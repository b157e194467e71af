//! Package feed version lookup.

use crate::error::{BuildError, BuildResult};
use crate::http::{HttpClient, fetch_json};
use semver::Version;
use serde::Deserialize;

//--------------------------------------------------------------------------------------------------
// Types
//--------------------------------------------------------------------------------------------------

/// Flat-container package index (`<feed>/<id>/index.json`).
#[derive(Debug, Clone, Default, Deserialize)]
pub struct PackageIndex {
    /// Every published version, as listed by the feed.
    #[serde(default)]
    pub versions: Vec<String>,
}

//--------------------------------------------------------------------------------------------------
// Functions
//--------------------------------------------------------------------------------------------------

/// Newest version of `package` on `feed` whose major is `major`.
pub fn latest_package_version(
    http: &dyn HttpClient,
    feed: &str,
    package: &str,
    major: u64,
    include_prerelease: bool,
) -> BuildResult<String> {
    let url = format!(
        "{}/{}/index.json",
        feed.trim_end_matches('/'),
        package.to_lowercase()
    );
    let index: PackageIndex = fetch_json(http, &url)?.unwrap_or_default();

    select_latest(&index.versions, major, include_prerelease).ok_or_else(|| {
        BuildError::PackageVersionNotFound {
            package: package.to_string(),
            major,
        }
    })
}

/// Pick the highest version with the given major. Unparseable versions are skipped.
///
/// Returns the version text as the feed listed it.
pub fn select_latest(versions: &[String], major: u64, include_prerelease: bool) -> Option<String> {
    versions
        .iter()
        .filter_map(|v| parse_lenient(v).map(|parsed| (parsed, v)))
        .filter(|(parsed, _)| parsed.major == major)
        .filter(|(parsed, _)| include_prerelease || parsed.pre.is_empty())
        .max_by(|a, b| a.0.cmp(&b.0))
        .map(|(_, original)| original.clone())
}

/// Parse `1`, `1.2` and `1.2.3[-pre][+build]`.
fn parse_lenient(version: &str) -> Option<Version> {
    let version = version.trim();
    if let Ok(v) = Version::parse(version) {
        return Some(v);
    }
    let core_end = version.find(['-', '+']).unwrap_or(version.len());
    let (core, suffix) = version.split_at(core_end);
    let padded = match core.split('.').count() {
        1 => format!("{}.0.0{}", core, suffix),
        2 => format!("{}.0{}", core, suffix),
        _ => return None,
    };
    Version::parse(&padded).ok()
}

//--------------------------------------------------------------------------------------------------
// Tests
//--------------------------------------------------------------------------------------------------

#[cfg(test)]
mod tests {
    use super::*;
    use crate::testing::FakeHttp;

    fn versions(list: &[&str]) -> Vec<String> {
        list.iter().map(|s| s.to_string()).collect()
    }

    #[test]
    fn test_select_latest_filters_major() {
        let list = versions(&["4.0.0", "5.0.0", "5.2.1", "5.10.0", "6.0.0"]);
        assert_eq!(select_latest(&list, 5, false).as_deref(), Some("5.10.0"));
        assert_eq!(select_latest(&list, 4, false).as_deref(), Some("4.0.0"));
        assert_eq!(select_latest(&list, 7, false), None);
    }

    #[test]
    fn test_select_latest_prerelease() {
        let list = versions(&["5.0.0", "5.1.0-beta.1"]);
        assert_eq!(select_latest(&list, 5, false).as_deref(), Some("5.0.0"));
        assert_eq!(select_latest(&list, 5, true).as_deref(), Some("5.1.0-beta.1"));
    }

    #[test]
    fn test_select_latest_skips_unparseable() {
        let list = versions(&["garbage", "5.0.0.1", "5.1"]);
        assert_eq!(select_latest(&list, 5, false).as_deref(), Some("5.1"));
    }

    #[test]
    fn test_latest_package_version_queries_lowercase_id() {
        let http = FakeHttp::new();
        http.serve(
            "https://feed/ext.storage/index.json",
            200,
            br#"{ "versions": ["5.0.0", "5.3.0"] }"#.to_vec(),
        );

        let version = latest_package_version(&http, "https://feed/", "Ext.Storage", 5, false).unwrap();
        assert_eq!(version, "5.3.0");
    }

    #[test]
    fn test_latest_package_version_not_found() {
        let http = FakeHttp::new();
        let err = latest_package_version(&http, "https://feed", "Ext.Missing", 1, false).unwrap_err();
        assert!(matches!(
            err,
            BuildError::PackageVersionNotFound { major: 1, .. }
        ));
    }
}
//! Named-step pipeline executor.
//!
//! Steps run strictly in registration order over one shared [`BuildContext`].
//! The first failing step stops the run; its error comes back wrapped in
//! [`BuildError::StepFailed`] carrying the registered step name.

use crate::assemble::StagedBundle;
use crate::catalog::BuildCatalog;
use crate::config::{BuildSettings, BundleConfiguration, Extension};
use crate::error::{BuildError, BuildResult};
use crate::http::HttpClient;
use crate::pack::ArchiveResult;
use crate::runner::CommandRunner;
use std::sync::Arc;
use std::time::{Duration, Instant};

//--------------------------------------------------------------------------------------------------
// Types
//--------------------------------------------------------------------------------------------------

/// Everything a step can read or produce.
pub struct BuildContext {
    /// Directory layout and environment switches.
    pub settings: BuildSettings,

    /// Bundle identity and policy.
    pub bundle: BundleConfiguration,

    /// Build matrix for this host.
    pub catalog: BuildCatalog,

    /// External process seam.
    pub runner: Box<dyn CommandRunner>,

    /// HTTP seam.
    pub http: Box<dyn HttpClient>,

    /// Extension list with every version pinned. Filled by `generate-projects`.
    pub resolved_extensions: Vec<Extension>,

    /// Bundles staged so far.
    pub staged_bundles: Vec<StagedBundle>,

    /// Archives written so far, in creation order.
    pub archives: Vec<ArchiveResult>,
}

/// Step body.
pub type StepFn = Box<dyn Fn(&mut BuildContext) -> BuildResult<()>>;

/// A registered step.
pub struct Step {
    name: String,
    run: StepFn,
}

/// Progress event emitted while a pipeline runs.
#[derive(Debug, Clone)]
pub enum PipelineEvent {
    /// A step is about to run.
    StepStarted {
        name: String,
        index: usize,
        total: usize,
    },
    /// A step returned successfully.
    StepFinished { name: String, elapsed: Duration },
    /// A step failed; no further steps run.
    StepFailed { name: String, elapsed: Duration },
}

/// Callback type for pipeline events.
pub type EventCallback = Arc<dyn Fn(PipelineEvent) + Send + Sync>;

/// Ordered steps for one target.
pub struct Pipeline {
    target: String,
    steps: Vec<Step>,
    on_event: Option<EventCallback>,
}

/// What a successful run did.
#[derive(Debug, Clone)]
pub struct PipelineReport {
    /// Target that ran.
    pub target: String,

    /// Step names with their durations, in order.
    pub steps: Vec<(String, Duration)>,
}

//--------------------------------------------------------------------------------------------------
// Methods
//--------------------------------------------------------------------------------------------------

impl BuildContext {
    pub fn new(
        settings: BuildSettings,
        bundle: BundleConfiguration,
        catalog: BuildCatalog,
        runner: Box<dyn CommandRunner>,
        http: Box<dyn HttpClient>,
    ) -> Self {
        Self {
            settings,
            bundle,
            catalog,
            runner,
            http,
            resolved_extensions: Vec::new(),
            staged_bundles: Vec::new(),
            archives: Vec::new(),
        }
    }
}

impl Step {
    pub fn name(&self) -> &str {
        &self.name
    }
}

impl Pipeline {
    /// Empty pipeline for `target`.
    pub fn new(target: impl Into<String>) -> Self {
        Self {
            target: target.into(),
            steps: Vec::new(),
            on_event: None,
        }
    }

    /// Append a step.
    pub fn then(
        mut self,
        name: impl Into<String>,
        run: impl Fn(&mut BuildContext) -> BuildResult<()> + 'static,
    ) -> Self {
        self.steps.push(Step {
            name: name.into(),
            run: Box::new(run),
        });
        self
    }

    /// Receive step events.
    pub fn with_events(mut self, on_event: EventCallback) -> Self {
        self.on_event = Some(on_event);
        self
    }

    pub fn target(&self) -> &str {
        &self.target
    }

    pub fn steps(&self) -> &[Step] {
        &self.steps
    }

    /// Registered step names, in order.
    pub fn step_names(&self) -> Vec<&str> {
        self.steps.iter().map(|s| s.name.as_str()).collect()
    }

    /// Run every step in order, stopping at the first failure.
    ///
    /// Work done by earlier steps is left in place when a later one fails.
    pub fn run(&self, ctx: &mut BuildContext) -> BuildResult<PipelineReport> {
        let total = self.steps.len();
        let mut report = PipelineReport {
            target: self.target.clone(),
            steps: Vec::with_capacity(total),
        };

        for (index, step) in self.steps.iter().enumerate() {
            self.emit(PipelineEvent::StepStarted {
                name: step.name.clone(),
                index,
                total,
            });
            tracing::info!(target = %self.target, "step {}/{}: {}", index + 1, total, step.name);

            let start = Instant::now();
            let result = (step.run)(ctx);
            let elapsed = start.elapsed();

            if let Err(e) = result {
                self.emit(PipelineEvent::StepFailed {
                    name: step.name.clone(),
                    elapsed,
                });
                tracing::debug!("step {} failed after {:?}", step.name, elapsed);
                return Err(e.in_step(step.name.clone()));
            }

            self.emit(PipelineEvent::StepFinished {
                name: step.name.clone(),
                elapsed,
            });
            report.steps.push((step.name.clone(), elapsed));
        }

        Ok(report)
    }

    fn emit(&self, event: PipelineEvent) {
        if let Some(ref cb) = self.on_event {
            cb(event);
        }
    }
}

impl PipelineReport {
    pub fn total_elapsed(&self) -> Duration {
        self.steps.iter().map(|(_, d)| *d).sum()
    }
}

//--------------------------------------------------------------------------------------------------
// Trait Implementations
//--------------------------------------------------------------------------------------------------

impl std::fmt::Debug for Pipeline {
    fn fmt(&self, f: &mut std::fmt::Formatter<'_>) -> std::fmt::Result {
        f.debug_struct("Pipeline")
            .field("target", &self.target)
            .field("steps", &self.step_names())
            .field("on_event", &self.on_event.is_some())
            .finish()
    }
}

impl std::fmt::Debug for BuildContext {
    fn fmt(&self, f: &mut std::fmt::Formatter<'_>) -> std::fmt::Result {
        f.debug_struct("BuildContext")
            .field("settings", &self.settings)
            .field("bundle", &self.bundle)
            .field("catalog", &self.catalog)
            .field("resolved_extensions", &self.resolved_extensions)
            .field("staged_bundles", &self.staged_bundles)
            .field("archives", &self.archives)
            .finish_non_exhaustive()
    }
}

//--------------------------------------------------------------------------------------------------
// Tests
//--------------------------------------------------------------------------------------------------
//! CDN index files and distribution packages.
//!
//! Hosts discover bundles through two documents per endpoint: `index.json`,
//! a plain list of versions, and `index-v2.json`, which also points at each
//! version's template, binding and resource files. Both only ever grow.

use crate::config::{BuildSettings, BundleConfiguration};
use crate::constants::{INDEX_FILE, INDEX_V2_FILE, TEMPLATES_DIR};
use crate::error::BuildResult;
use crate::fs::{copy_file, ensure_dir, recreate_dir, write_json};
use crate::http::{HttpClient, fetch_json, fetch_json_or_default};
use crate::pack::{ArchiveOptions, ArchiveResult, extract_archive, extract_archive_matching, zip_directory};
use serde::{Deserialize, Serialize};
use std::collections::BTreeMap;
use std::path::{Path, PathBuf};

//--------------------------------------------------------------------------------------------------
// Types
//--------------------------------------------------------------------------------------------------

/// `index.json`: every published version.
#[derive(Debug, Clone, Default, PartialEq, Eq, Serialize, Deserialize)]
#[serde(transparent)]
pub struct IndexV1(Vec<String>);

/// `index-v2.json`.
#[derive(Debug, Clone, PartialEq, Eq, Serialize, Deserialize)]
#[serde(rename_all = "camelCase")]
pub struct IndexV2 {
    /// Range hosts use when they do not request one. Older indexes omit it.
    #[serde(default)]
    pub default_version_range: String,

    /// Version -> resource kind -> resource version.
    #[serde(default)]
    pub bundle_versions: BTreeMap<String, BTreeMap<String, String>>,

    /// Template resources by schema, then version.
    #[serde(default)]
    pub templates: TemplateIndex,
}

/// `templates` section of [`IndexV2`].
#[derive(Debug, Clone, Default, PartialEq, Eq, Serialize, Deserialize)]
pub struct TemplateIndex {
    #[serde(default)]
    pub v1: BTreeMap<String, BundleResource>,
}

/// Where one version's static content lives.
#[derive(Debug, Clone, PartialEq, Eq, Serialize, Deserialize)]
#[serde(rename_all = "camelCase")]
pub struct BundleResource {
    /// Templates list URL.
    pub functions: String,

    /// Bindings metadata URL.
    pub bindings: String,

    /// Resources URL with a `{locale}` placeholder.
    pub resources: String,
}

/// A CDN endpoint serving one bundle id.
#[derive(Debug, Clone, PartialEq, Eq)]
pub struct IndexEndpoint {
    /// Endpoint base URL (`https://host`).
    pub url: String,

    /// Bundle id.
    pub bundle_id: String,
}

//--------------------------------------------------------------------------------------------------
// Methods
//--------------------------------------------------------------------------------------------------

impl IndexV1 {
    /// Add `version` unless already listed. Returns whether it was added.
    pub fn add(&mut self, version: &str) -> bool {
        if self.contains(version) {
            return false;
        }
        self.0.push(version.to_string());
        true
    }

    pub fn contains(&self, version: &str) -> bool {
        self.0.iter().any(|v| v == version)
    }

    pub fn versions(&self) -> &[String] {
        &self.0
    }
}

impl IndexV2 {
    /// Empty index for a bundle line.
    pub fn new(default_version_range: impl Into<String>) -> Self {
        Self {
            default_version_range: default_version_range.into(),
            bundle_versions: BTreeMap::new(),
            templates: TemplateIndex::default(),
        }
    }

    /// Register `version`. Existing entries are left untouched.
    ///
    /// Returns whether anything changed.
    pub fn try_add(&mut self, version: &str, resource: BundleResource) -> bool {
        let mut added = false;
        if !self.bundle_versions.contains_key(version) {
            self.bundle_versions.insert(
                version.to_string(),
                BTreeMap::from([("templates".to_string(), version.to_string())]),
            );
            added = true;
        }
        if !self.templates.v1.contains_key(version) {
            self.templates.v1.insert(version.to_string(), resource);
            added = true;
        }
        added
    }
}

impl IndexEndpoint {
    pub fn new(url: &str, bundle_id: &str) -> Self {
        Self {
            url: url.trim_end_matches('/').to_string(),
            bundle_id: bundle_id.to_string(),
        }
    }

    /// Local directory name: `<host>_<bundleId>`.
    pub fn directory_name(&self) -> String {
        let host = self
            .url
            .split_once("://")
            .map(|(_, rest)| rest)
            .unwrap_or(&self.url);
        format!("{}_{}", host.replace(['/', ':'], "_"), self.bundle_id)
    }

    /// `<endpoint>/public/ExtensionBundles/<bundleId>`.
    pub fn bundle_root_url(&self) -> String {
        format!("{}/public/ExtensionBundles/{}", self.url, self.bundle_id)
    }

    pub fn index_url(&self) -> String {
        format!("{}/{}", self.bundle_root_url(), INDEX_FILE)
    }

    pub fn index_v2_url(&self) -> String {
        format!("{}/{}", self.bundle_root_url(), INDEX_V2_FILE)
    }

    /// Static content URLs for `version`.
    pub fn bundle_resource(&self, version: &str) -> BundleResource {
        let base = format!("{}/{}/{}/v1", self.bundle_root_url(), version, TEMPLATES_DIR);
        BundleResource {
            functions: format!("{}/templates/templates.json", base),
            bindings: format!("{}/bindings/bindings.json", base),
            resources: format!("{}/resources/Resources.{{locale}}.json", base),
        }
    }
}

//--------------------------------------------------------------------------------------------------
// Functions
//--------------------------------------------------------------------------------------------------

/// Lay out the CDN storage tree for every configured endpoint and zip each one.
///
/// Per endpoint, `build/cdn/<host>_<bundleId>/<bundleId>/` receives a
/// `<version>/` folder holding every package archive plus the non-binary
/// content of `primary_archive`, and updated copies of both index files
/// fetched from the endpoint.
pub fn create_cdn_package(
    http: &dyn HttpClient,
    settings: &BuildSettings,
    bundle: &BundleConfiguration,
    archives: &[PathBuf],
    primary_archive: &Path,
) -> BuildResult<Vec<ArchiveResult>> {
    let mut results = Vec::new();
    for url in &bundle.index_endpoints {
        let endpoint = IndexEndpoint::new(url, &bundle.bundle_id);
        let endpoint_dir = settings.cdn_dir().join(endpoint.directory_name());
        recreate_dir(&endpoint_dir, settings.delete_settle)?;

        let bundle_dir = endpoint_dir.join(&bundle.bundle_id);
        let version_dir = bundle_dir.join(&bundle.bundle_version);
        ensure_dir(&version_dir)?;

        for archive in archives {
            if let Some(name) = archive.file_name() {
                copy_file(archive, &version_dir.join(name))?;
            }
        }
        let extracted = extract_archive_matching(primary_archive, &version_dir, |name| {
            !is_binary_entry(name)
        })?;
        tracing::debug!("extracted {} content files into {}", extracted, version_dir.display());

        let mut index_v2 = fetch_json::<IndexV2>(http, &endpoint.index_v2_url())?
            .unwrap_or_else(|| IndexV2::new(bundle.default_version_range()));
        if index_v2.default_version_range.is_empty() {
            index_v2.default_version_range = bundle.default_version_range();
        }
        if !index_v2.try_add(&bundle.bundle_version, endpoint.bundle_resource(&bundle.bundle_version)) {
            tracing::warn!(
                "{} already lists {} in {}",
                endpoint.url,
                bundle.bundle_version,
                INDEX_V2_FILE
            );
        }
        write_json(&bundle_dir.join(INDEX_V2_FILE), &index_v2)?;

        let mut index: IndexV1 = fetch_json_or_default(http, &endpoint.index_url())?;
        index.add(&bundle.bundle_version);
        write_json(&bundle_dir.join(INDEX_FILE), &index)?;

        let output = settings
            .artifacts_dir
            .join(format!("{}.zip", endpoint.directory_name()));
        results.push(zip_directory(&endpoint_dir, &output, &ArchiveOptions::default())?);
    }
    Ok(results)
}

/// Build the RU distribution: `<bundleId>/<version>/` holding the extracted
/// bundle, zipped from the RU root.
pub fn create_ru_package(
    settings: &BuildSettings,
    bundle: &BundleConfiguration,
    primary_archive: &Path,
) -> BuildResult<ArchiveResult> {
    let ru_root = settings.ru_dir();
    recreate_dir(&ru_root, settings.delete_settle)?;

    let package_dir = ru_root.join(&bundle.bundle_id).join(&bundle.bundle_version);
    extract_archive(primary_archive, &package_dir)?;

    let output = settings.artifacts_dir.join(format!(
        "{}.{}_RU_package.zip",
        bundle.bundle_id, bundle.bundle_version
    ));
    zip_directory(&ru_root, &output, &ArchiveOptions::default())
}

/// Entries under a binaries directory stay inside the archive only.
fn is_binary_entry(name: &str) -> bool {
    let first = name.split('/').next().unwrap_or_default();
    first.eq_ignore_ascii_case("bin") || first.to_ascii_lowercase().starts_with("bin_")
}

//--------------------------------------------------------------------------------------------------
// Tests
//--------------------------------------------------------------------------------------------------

§ DESCRIPTION OF THE TASK: Only the lines from the start of the material through the line containing "#[derive(Debug, Clone, Default, Deserialize)]" should be repeated, and they should be repeated exactly.

§ TASK RESULT:
repository b157e194467e71af
//! Package feed version lookup.

use crate::error::{BuildError, BuildResult};
use crate::http::{HttpClient, fetch_json};
use semver::Version;
use serde::Deserialize;

//--------------------------------------------------------------------------------------------------
// Types
//--------------------------------------------------------------------------------------------------

/// Flat-container package index (`<feed>/<id>/index.json`).
#[derive(Debug, Clone, Default, Deserialize)]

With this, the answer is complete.